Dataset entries
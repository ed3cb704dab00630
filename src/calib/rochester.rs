//! Muon momentum scale and resolution correction
//!
//! The correction is queried through the `MomentumScaleCorrection` trait, in
//! one of three modes:
//!
//! - `k_scale_dt` for collision data,
//! - `k_spread_mc` for simulated muons matched to a generator muon,
//! - `k_smear_mc` for simulated muons without generator match, which needs a
//!   uniform random number.
//!
//! Every mode also takes a systematic variation, identified by a (set, member)
//! pair. The analysis always uses `FIXED_VARIATION`.
//!
//! `RochesterTables` is a parametrized implementation of this contract. Scale
//! parameters are tabulated on an (|eta|, phi) grid, resolution parameters on
//! the |eta| binning alone.

use super::{axis::Axis, read_json};
use crate::{
    config::Era,
    numeric::{reals::consts::PI, Float},
    Result,
};

use eyre::{ensure, WrapErr};
use prefix_num_ops::real::*;
use serde::Deserialize;
use statrs::distribution::{ContinuousCDF, Normal};

use std::path::Path;

/// Systematic variation used for every query, as (set, member)
pub const FIXED_VARIATION: (u32, u32) = (5, 0);

/// Query interface of the momentum scale correction
///
/// Each mode returns a multiplicative factor to be applied to the muon
/// four-momentum.
pub trait MomentumScaleCorrection: Send + Sync {
    /// Scale factor for a muon from collision data
    fn k_scale_dt(
        &self,
        charge: i32,
        pt: Float,
        eta: Float,
        phi: Float,
        set: u32,
        member: u32,
    ) -> Float;

    /// Scale factor for a simulated muon matched to a generator muon of pT `gen_pt`
    #[allow(clippy::too_many_arguments)]
    fn k_spread_mc(
        &self,
        charge: i32,
        pt: Float,
        eta: Float,
        phi: Float,
        gen_pt: Float,
        set: u32,
        member: u32,
    ) -> Float;

    /// Scale factor for an unmatched simulated muon
    ///
    /// `u` is a uniform random number in [0, 1).
    #[allow(clippy::too_many_arguments)]
    fn k_smear_mc(
        &self,
        charge: i32,
        pt: Float,
        eta: Float,
        phi: Float,
        n_layers: i32,
        u: Float,
        set: u32,
        member: u32,
    ) -> Float;
}

// ### FILE FORMAT ###

#[derive(Clone, Debug, Deserialize)]
struct StoredTables {
    abs_eta_edges: Vec<Float>,
    n_phi: usize,
    n_layers_ref: Float,
    variations: Vec<Variation>,
}

/// One systematic variation
#[derive(Clone, Debug, Deserialize)]
struct Variation {
    set: u32,
    member: u32,
    data: ScaleGrid,
    mc: ScaleGrid,
    resolution: Vec<Resolution>,
}

/// Scale parameters, each indexed as [eta bin][phi bin]
#[derive(Clone, Debug, Deserialize)]
struct ScaleGrid {
    m: Vec<Vec<Float>>,
    a: Vec<Vec<Float>>,
}

/// Resolution parameters of one |eta| bin
#[derive(Clone, Copy, Debug, Deserialize)]
struct Resolution {
    /// Ratio of data to simulated resolution
    rho: Float,

    /// Relative resolution at the reference number of tracker layers
    sigma: Float,

    /// Relative change of resolution per missing tracker layer
    slope: Float,
}

// ### TABLES ###

/// Tabulated momentum scale correction
#[derive(Clone, Debug)]
pub struct RochesterTables {
    abs_eta: Axis,
    n_phi: usize,
    n_layers_ref: Float,
    variations: Vec<Variation>,
    normal: Normal,
}
//
impl RochesterTables {
    /// Load the tables of an era
    pub fn load(calibration_dir: &Path, era: Era) -> Result<Self> {
        let path = calibration_dir
            .join("rochester")
            .join(format!("RoccoR{}.json", era.rochester_tag()));
        let tables = Self::from_json(read_json(&path)?)
            .wrap_err_with(|| format!("Bad momentum scale tables in {}", path.display()))?;
        tracing::info!(
            "Loaded {} momentum scale variation(s) from {}",
            tables.variations.len(),
            path.display()
        );
        Ok(tables)
    }

    fn from_json(stored: StoredTables) -> Result<Self> {
        let abs_eta = Axis::new(stored.abs_eta_edges)?;
        ensure!(stored.n_phi > 0, "Need at least one phi bin");
        let (n_eta, n_phi) = (abs_eta.num_bins(), stored.n_phi);
        let grid_ok = |grid: &[Vec<Float>]| {
            grid.len() == n_eta && grid.iter().all(|row| row.len() == n_phi)
        };

        for v in &stored.variations {
            ensure!(
                grid_ok(&v.data.m) && grid_ok(&v.data.a) && grid_ok(&v.mc.m) && grid_ok(&v.mc.a),
                "Scale grids of variation ({}, {}) are not {n_eta}x{n_phi}",
                v.set,
                v.member
            );
            ensure!(
                v.resolution.len() == n_eta,
                "Variation ({}, {}) needs {n_eta} resolution entries",
                v.set,
                v.member
            );
        }
        let (set, member) = FIXED_VARIATION;
        ensure!(
            stored.variations.iter().any(|v| v.set == set && v.member == member),
            "Variation ({set}, {member}) is missing"
        );

        Ok(Self {
            abs_eta,
            n_phi,
            n_layers_ref: stored.n_layers_ref,
            variations: stored.variations,
            normal: Normal::new(0., 1.).wrap_err("Failed to set up the normal distribution")?,
        })
    }

    /// Find a variation, complaining if it is unknown
    fn variation(&self, set: u32, member: u32) -> Option<&Variation> {
        let found = self
            .variations
            .iter()
            .find(|v| v.set == set && v.member == member);
        if found.is_none() {
            tracing::error!("Unknown momentum scale variation ({set}, {member}), using factor 1");
        }
        found
    }

    /// Grid cell of a muon direction
    ///
    /// Muons beyond the tabulated |eta| range use the outermost bin.
    fn cell(&self, eta: Float, phi: Float) -> (usize, usize) {
        let eta_bin = self.abs_eta.clamped_bin(abs(eta));
        let phi_width = 2. * PI / self.n_phi as Float;
        let phi_bin = ((phi + PI) / phi_width).floor().max(0.) as usize;
        (eta_bin, phi_bin.min(self.n_phi - 1))
    }

    /// Scale factor from a grid, `1 / (M + Q·A·pT)`
    fn scale(grid: &ScaleGrid, (eta_bin, phi_bin): (usize, usize), charge: i32, pt: Float) -> Float {
        let m = grid.m[eta_bin][phi_bin];
        let a = grid.a[eta_bin][phi_bin];
        let denominator = m + Float::from(charge) * a * pt;
        if denominator > 0. {
            1. / denominator
        } else {
            tracing::warn!("Degenerate momentum scale at pT {pt}, using factor 1");
            1.
        }
    }
}
//
impl MomentumScaleCorrection for RochesterTables {
    fn k_scale_dt(
        &self,
        charge: i32,
        pt: Float,
        eta: Float,
        phi: Float,
        set: u32,
        member: u32,
    ) -> Float {
        match self.variation(set, member) {
            Some(v) => Self::scale(&v.data, self.cell(eta, phi), charge, pt),
            None => 1.,
        }
    }

    fn k_spread_mc(
        &self,
        charge: i32,
        pt: Float,
        eta: Float,
        phi: Float,
        gen_pt: Float,
        set: u32,
        member: u32,
    ) -> Float {
        let Some(v) = self.variation(set, member) else {
            return 1.;
        };
        let cell = self.cell(eta, phi);
        let k = Self::scale(&v.mc, cell, charge, pt);
        let corrected_pt = k * pt;
        if corrected_pt <= 0. {
            return k;
        }
        let rho = v.resolution[cell.0].rho;
        k * (gen_pt + rho * (corrected_pt - gen_pt)) / corrected_pt
    }

    fn k_smear_mc(
        &self,
        charge: i32,
        pt: Float,
        eta: Float,
        phi: Float,
        n_layers: i32,
        u: Float,
        set: u32,
        member: u32,
    ) -> Float {
        let Some(v) = self.variation(set, member) else {
            return 1.;
        };
        let cell = self.cell(eta, phi);
        let k = Self::scale(&v.mc, cell, charge, pt);
        let res = v.resolution[cell.0];
        let sigma =
            (res.sigma * (1. + res.slope * (self.n_layers_ref - Float::from(n_layers)))).max(0.);
        let extra = sqrt((res.rho * res.rho - 1.).max(0.));
        // The quantile diverges at 0 and 1
        let u = u.clamp(Float::EPSILON, 1. - Float::EPSILON);
        k * (1. + sigma * extra * self.normal.inverse_cdf(u))
    }
}
//! Generator-level reconstruction of the W boson and sample patching
//!
//! A single pass over the generator particles finds the charged lepton and
//! the neutrino produced by the hard process, rebuilds the boson from them,
//! and looks for the muon and muon neutrino of a W → τν → μννν chain. The
//! outcome decides whether the event belongs to the sample being processed
//! (mass and HT window) and whether it contains a W decaying to a muon
//! (directly or through a tau).

use crate::{
    genpart::GenParticle,
    momentum::{zero, Kinematics, Momentum},
    numeric::Float,
    sample::{PatchWindow, SampleCategory},
};

/// Counters and four-momenta collected while scanning generator particles
#[derive(Clone, Debug, PartialEq)]
pub struct GenBosonScan {
    /// Last hard-process charged lepton seen
    lepton: Momentum,

    /// Last hard-process neutrino seen
    neutrino: Momentum,

    /// Sum of the above, once both have been seen
    boson: Momentum,

    /// Sample is an off-shell W → τν sample
    offshell_tau: bool,

    pub found_lepton: u32,
    pub found_neutrino: u32,
    pub found_muon: u32,
    pub found_tau: u32,
    pub found_muon_neutrino: u32,
    pub found_tau_neutrino: u32,
    pub found_boson: u32,
    pub boson_to_muon: u32,
    pub muon_from_tau: u32,
    pub muon_neutrino_from_tau: u32,
    pub tau_chain_to_muon: u32,
}

/// Departures from the expected generator-level multiplicities
#[derive(Clone, Copy, Debug, Default, PartialEq, Eq)]
pub struct MultiplicityAnomalies {
    /// Not exactly one lepton and one neutrino from the boson
    pub boson_daughters: bool,

    /// More than one muon or muon neutrino from the tau decay
    pub tau_daughters: bool,
}

impl GenBosonScan {
    fn new(offshell_tau: bool) -> Self {
        Self {
            lepton: zero(),
            neutrino: zero(),
            boson: zero(),
            offshell_tau,
            found_lepton: 0,
            found_neutrino: 0,
            found_muon: 0,
            found_tau: 0,
            found_muon_neutrino: 0,
            found_tau_neutrino: 0,
            found_boson: 0,
            boson_to_muon: 0,
            muon_from_tau: 0,
            muon_neutrino_from_tau: 0,
            tau_chain_to_muon: 0,
        }
    }

    /// Scan the generator particles of an event, in record order
    ///
    /// `window` is the patching window of the sample, if it has one.
    pub fn scan(particles: &[GenParticle], window: Option<&PatchWindow>) -> Self {
        let offshell_tau = window.map_or(false, |w| w.category == SampleCategory::OffshellTau);
        let mut scan = Self::new(offshell_tau);
        for particle in particles {
            scan.visit(particle);
        }
        scan
    }

    fn visit(&mut self, particle: &GenParticle) {
        let hard = particle.is_prompt_hard_process();
        let qualifies = if particle.is_lepton() && hard {
            self.lepton = *particle.p4();
            self.found_lepton += 1;
            self.found_muon += u32::from(particle.is_muon());
            self.found_tau += u32::from(particle.is_tau());
            true
        } else if particle.is_neutrino() && hard {
            self.neutrino = *particle.p4();
            self.found_neutrino += 1;
            self.found_muon_neutrino += u32::from(particle.is_muon_neutrino());
            self.found_tau_neutrino += u32::from(particle.is_tau_neutrino());
            true
        } else {
            false
        };

        // Only the last lepton/neutrino pair survives
        if qualifies && self.found_lepton > 0 && self.found_neutrino > 0 {
            self.boson = self.lepton + self.neutrino;
            self.found_boson += 1;
            if self.found_muon > 0 && self.found_muon_neutrino > 0 {
                self.boson_to_muon += 1;
            }
        }

        if self.tau_candidate() && particle.flags.is_direct_prompt_tau_decay_product() {
            self.muon_from_tau += u32::from(particle.is_muon());
            self.muon_neutrino_from_tau += u32::from(particle.is_muon_neutrino());
        }
        if self.muon_from_tau > 0 && self.muon_neutrino_from_tau > 0 {
            self.tau_chain_to_muon += 1;
        }
    }

    /// Truth that the boson may have decayed to a tau
    fn tau_candidate(&self) -> bool {
        self.found_tau > 0 || self.found_tau_neutrino > 0 || self.offshell_tau
    }

    /// Reconstructed boson, if both of its daughters were found
    pub fn boson(&self) -> Option<&Momentum> {
        (self.found_boson > 0).then_some(&self.boson)
    }

    /// Boson mass, 0 if no boson was found
    pub fn boson_mass(&self) -> Float {
        self.boson.m()
    }

    /// Truth that the event lies inside the sample's window
    pub fn passes_window(&self, window: &PatchWindow, ht: Float) -> bool {
        window.accepts(self.boson_mass(), ht)
    }

    /// Truth that the boson decayed to a muon, directly or through a tau
    pub fn passes_muon_filter(&self) -> bool {
        self.boson_to_muon > 0 || self.tau_chain_to_muon > 0
    }

    /// Check the daughter multiplicities, logging what looks wrong
    pub fn check_multiplicities(&self, event_index: u64) -> MultiplicityAnomalies {
        let mut anomalies = MultiplicityAnomalies::default();
        if self.found_lepton != 1 || self.found_neutrino != 1 {
            tracing::error!(
                "Event {event_index}: expected one lepton and one neutrino from the W, \
                 found {} and {}",
                self.found_lepton,
                self.found_neutrino
            );
            anomalies.boson_daughters = true;
        }
        if self.tau_candidate() && (self.muon_from_tau > 1 || self.muon_neutrino_from_tau > 1) {
            tracing::error!(
                "Event {event_index}: found {} muons and {} muon neutrinos from the tau decay",
                self.muon_from_tau,
                self.muon_neutrino_from_tau
            );
            anomalies.tau_daughters = true;
        }
        anomalies
    }
}
use crate::error::PathError;
use std::path::{Path, PathBuf};

/// A typed note location under a root, split into the directories to walk
/// and the note's base name.
#[derive(Debug, Clone, PartialEq, Eq)]
pub struct ResolvedPath {
    pub root: PathBuf,
    pub directories: Vec<String>,
    pub file_name: String,
}

impl ResolvedPath {
    /// The directory that will hold the note.
    pub fn parent(&self) -> PathBuf {
        self.directories
            .iter()
            .fold(self.root.clone(), |dir, segment| dir.join(segment))
    }

    /// Every directory from the outermost to the note's parent, in creation order.
    pub fn directory_chain(&self) -> Vec<PathBuf> {
        self.directories
            .iter()
            .scan(self.root.clone(), |dir, segment| {
                dir.push(segment);
                Some(dir.clone())
            })
            .collect()
    }

    /// Full path of the note file, with `extension` appended if missing.
    pub fn note_path(&self, extension: &str) -> PathBuf {
        self.parent().join(with_extension(&self.file_name, extension))
    }
}

/// Splits a slash-separated string like `work/ideas/draft` into a [`ResolvedPath`] under `root`.
///
/// Empty segments are dropped, so leading, trailing and doubled slashes are
/// tolerated. Nothing on disk is touched, and no extension is added.
pub fn resolve(input: &str, root: &Path) -> Result<ResolvedPath, PathError> {
    let mut segments: Vec<String> = input
        .split('/')
        .filter(|segment| !segment.is_empty())
        .map(str::to_owned)
        .collect();

    let file_name = segments.pop().ok_or(PathError::EmptyPath)?;

    Ok(ResolvedPath {
        root: root.to_path_buf(),
        directories: segments,
        file_name,
    })
}

/// Appends `.{extension}` unless `name` already ends with it.
pub fn with_extension(name: &str, extension: &str) -> String {
    let suffix = format!(".{extension}");
    if name.ends_with(&suffix) {
        name.to_owned()
    } else {
        format!("{name}{suffix}")
    }
}

/// Renders a note path back into the string a user would type to reach it.
///
/// Strips the root prefix and the note extension, joining the remaining
/// components with `/`. A path outside `root` degrades to its file stem.
pub fn relative_note_path(path: &Path, root: &Path, extension: &str) -> String {
    let stripped = match path.strip_prefix(root) {
        Ok(relative) => relative,
        Err(_) => {
            return path
                .file_stem()
                .map(|stem| stem.to_string_lossy().into_owned())
                .unwrap_or_default();
        }
    };

    let joined = stripped
        .components()
        .map(|component| component.as_os_str().to_string_lossy())
        .collect::<Vec<_>>()
        .join("/");

    let suffix = format!(".{extension}");
    match joined.strip_suffix(&suffix) {
        Some(without) => without.to_owned(),
        None => joined,
    }
}

#[cfg(test)]
mod tests {
    use super::*;

    const ROOT: &str = "/notes";

    #[test]
    fn splits_directories_from_file() {
        let resolved = resolve("work/ideas/draft", Path::new(ROOT)).unwrap();
        assert_eq!(resolved.directories, ["work", "ideas"]);
        assert_eq!(resolved.file_name, "draft");
    }

    #[test]
    fn tolerates_stray_slashes() {
        let resolved = resolve("//work///draft/", Path::new(ROOT)).unwrap();
        assert_eq!(resolved.directories, ["work"]);
        assert_eq!(resolved.file_name, "draft");
    }

    #[test]
    fn rejects_paths_without_segments() {
        assert_eq!(resolve("", Path::new(ROOT)), Err(PathError::EmptyPath));
        assert_eq!(resolve("///", Path::new(ROOT)), Err(PathError::EmptyPath));
    }

    #[test]
    fn chain_lists_each_level() {
        let resolved = resolve("x/y/z", Path::new(ROOT)).unwrap();
        assert_eq!(
            resolved.directory_chain(),
            [PathBuf::from("/notes/x"), PathBuf::from("/notes/x/y")]
        );
        assert_eq!(resolved.parent(), PathBuf::from("/notes/x/y"));
        assert_eq!(resolved.note_path("md"), PathBuf::from("/notes/x/y/z.md"));
    }

    #[test]
    fn extension_is_not_doubled() {
        assert_eq!(with_extension("todo", "md"), "todo.md");
        assert_eq!(with_extension("todo.md", "md"), "todo.md");
    }

    #[test]
    fn relative_path_strips_root_and_extension() {
        let root = Path::new(ROOT);
        let typed = relative_note_path(Path::new("/notes/work/ideas/draft.md"), root, "md");
        assert_eq!(typed, "work/ideas/draft");

        let outside = relative_note_path(Path::new("/elsewhere/todo.md"), root, "md");
        assert_eq!(outside, "todo");
    }
}
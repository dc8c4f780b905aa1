use std::cmp::Ordering;
use std::iter::Peekable;
use unicode_normalization::UnicodeNormalization;
use unicode_normalization::char::is_combining_mark;

/// Compares two display names the way a file browser lists them.
///
/// Letters compare case-insensitively with accents ignored, so `Écrits`
/// sits beside `ecrits` rather than after `Zoo`. Runs of ASCII digits
/// compare by numeric value, so `item2` sorts before `item10`. Names that
/// tie under those rules fall back to plain byte order to keep the result
/// total.
pub fn natural_cmp(a: &str, b: &str) -> Ordering {
    natural_cmp_folded(a, b).then_with(|| a.cmp(b))
}

/// Decomposes, drops combining marks and lowercases.
fn folded(name: &str) -> impl Iterator<Item = char> + '_ {
    name.nfd()
        .filter(|c| !is_combining_mark(*c))
        .flat_map(char::to_lowercase)
}

fn natural_cmp_folded(a: &str, b: &str) -> Ordering {
    let mut left = folded(a).peekable();
    let mut right = folded(b).peekable();

    loop {
        match (left.peek().copied(), right.peek().copied()) {
            (None, None) => return Ordering::Equal,
            (None, Some(_)) => return Ordering::Less,
            (Some(_), None) => return Ordering::Greater,
            (Some(l), Some(r)) if l.is_ascii_digit() && r.is_ascii_digit() => {
                let l_run = take_digits(&mut left);
                let r_run = take_digits(&mut right);
                match cmp_digit_runs(&l_run, &r_run) {
                    Ordering::Equal => {}
                    other => return other,
                }
            }
            (Some(l), Some(r)) => {
                left.next();
                right.next();
                match l.cmp(&r) {
                    Ordering::Equal => {}
                    other => return other,
                }
            }
        }
    }
}

fn take_digits(chars: &mut Peekable<impl Iterator<Item = char>>) -> String {
    let mut run = String::new();
    while let Some(c) = chars.next_if(char::is_ascii_digit) {
        run.push(c);
    }
    run
}

/// Longer significant runs are bigger; equal values with more leading
/// zeros sort later.
fn cmp_digit_runs(a: &str, b: &str) -> Ordering {
    let a_sig = a.trim_start_matches('0');
    let b_sig = b.trim_start_matches('0');
    a_sig
        .len()
        .cmp(&b_sig.len())
        .then_with(|| a_sig.cmp(b_sig))
        .then_with(|| a.len().cmp(&b.len()))
}
use super::Scanner;
use super::probe::{self, Kind};
use crate::domain::{Directory, Entry, NoteFile};
use crate::error::{NotesError, NotesResult};
use std::collections::HashMap;
use std::path::{Path, PathBuf};
use tokio::task::{self, JoinSet};
use tracing::{debug, warn};

impl Scanner {
    /// Same result as [`Scanner::scan`], with each top-level subdirectory
    /// scanned on its own blocking task.
    ///
    /// Only the root's direct subdirectories fan out; below that every task
    /// scans sequentially. With fewer than two subdirectories the whole scan
    /// runs on a single task.
    pub async fn scan_concurrent(&self, root: &Path) -> Directory {
        let root = root.to_path_buf();

        let listing = {
            let dir = root.clone();
            let extension = self.extension.clone();
            match blocking(move || probe::list(&dir, &extension)).await {
                Ok(listing) => listing,
                Err(err) => {
                    warn!(root = %root.display(), error = %err, "root listing task failed");
                    return Directory::placeholder(root);
                }
            }
        };

        let subdirs: Vec<PathBuf> = listing
            .iter()
            .filter(|item| item.kind == Kind::Directory)
            .map(|item| item.path.clone())
            .collect();

        if subdirs.len() < 2 {
            let scanner = self.clone();
            let dir = root.clone();
            return match blocking(move || scanner.assemble(&dir, listing, 0)).await {
                Ok(dir) => dir,
                Err(err) => {
                    warn!(root = %root.display(), error = %err, "scan task failed");
                    Directory::placeholder(root)
                }
            };
        }

        debug!(root = %root.display(), tasks = subdirs.len(), "fanning out top-level scan");

        let mut tasks = JoinSet::new();
        for path in subdirs {
            let scanner = self.clone();
            tasks.spawn_blocking(move || {
                let entry = scanner.materialize_directory(&path, 0);
                (path, entry)
            });
        }

        let mut loaded: HashMap<PathBuf, Entry> = HashMap::new();
        while let Some(joined) = tasks.join_next().await {
            match joined.map_err(NotesError::from) {
                Ok((path, Some(entry))) => {
                    loaded.insert(path, entry);
                }
                Ok((_, None)) => {}
                Err(err) => warn!(root = %root.display(), error = %err, "subdirectory scan task failed"),
            }
        }

        let children = listing
            .into_iter()
            .filter_map(|item| match item.kind {
                Kind::Note => Some(Entry::File(NoteFile::new(item.path))),
                Kind::Directory => loaded.remove(&item.path),
            })
            .collect();

        Directory::new(root, children)
    }
}

/// Runs `job` on the blocking pool, reporting a panicked or cancelled task
/// as [`NotesError::Runtime`].
async fn blocking<T, F>(job: F) -> NotesResult<T>
where
    F: FnOnce() -> T + Send + 'static,
    T: Send + 'static,
{
    Ok(task::spawn_blocking(job).await?)
}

§ **WHAT YOU HAVE TO DO**
Word for word, output the lines of the data from its first line through the line where "use std::path::Path;" appears, and stop there.

§ **PROBLEM SOLUTION**
repository ed3cb704dab00630
filename src/calib/rochester.rs
//! Muon momentum scale and resolution correction
//!
//! The correction is queried through the `MomentumScaleCorrection` trait, in
//! one of three modes:
//!
//! - `k_scale_dt` for collision data,
//! - `k_spread_mc` for simulated muons matched to a generator muon,
//! - `k_smear_mc` for simulated muons without generator match, which needs a
//!   uniform random number.
//!
//! Every mode also takes a systematic variation, identified by a (set, member)
//! pair. The analysis always uses `FIXED_VARIATION`.
//!
//! `RochesterTables` is a parametrized implementation of this contract. Scale
//! parameters are tabulated on an (|eta|, phi) grid, resolution parameters on
//! the |eta| binning alone.

use super::{axis::Axis, read_json};
use crate::{
    config::Era,
    numeric::{reals::consts::PI, Float},
    Result,
};

use eyre::{ensure, WrapErr};
use prefix_num_ops::real::*;
use serde::Deserialize;
use statrs::distribution::{ContinuousCDF, Normal};

use std::path::Path;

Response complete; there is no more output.